Animée d’un sens du détail puissant, ces images semblent appartenir à une autre ère, tout en s’imposant avec une présence forte et jeune. Nous sommes en présence d’un royaume du mythe associé à l’éphémère. Le temps a cessé ici d’exister dans sa linéarité quotidienne et abrutissante. Natures mortes composées de drapés baroques et poussiéreux, image d’un unique pavot Papaver somniferum – celui dont on tire l’opium –, ces tableaux viennent interrompre le fil narratif des autres, où l’on voit une silhouette couchée sur un lit, avec des cheveux d’une longueur impossible, dont les plis sont repris par ceux d’une jupe de soie. Seule l’une des photographies montre un visage : ses yeux restent clos, empêchant l’observateur de connaître le personnage. Si les photographies, prises dans un bâtiment énigmatique dont on n’apprend que peu de choses, semblent faire allusion à une narration, les scènes évoquent en fin de compte un mystérieux roman qui n’aurait jamais été écrit.
Dans les textes qui les accompagnent, Tereza Zelenkova aborde les tentatives de création d’un monde à soi, tel que l’entreprend le personnage Jean des Esseintes, dans le roman à rebours, de Huysmans (1884). L’échec inévitable d’une telle entreprise, la tension entre l’imagination, le désir de vivre dans un tel monde imaginaire, et l’appel du monde extérieur, l’obligation de regarder constamment par-dessus son épaule, en raison des normes imposées par la société… toutes ces notions, bien que reconnues, se retrouvent temporairement suspendues dans ces images étranges et envoûtantes.

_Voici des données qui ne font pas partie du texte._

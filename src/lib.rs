//! Stack parameter resolution: build the parameter set a stack template
//! declares, fill it from answer files and explicit overrides, and check it
//! before a create or update call.

pub mod commands;
pub mod context;
pub mod output;
pub mod parameters;
pub mod test_helpers;
pub mod traits;
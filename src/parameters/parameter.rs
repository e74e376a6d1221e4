use super::error::OverrideSource;

/// A single parameter declared by a stack template
#[derive(Debug, Clone, PartialEq)]
pub struct StackParameter {
    name: String,
    default: Option<String>,
    description: Option<String>,
    value: Option<String>,
    source: Option<OverrideSource>,
    use_previous: bool,
}

impl StackParameter {
    /// Create a parameter with no default
    pub fn new(name: impl Into<String>) -> Self {
        Self {
            name: name.into(),
            default: None,
            description: None,
            value: None,
            source: None,
            use_previous: false,
        }
    }

    /// Set the template default (an empty string is still a default)
    pub fn with_default(mut self, default: impl Into<String>) -> Self {
        self.default = Some(default.into());
        self
    }

    pub fn with_description(mut self, description: impl Into<String>) -> Self {
        self.description = Some(description.into());
        self
    }

    pub fn name(&self) -> &str {
        &self.name
    }

    pub fn default(&self) -> Option<&str> {
        self.default.as_deref()
    }

    pub fn description(&self) -> Option<&str> {
        self.description.as_deref()
    }

    /// Explicitly assigned value, if any
    pub fn value(&self) -> Option<&str> {
        self.value.as_deref()
    }

    /// Where the current value came from
    pub fn source(&self) -> Option<&OverrideSource> {
        self.source.as_ref()
    }

    /// The value the stack would receive: the assigned value, else the default
    pub fn effective_value(&self) -> Option<&str> {
        self.value().or(self.default())
    }

    /// Assign a value without recording where it came from
    pub fn set(&mut self, value: impl Into<String>) {
        self.value = Some(value.into());
        self.source = None;
    }

    /// Assign a value and remember which override layer wrote it
    pub fn set_from(&mut self, value: impl Into<String>, source: OverrideSource) {
        self.value = Some(value.into());
        self.source = Some(source);
    }

    /// Keep whatever value the existing stack holds on update
    pub fn use_previous_value(&mut self, use_previous: bool) {
        self.use_previous = use_previous;
    }

    pub fn is_set(&self) -> bool {
        self.value.is_some()
    }

    pub fn has_default(&self) -> bool {
        self.default.is_some()
    }

    pub fn use_previous(&self) -> bool {
        self.use_previous
    }
}
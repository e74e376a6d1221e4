use crate::context::Context;
use crate::parameters::{
    ControllerConfig, OverrideResolver, ParameterCollection, TemplateDocument,
};
use anyhow::{Context as AnyhowContext, Result};
use std::path::Path;

/// Load the template's parameters and apply every override layer
pub fn resolve_parameters(
    ctx: &Context,
    template_path: &Path,
    config: &ControllerConfig,
) -> Result<ParameterCollection> {
    if !ctx.fs.exists(template_path) {
        anyhow::bail!("Template not found: {}", template_path.display());
    }

    let template = TemplateDocument::from_file(&*ctx.fs, template_path)?;

    let mut parameters = ParameterCollection::from_template(&template)
        .with_context(|| format!("Invalid parameters in {}", template_path.display()))?;

    ctx.output.dimmed(&format!(
        "Template {} declares {} parameter(s)",
        template_path.display(),
        parameters.len()
    ));

    OverrideResolver::from_context(ctx)
        .apply_overrides(config, &mut parameters)
        .context("Failed to resolve stack parameters")?;

    Ok(parameters)
}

Dans cette exposition amstellodamoise de ses travaux, l’artiste cherche à capturer et interroger les expériences profondes de la vision, de la lecture, du rêve et de la réflexion, des vécus qui ne peuvent jamais être pleinement partagés et que l’on vit nécessairement seul. In Essential Solitude nous invite dans son monde intérieur, qui n’est accessible que par le rêve, la contemplation, la littérature et l’art. L’état de solitude, par opposition au sentiment de solitude, est sans doute, de par sa nature, une expérience qu’on ne peut partager avec l’autre, mais elle est également de plus en plus difficile à atteindre, dans ce monde connecté et intrusif.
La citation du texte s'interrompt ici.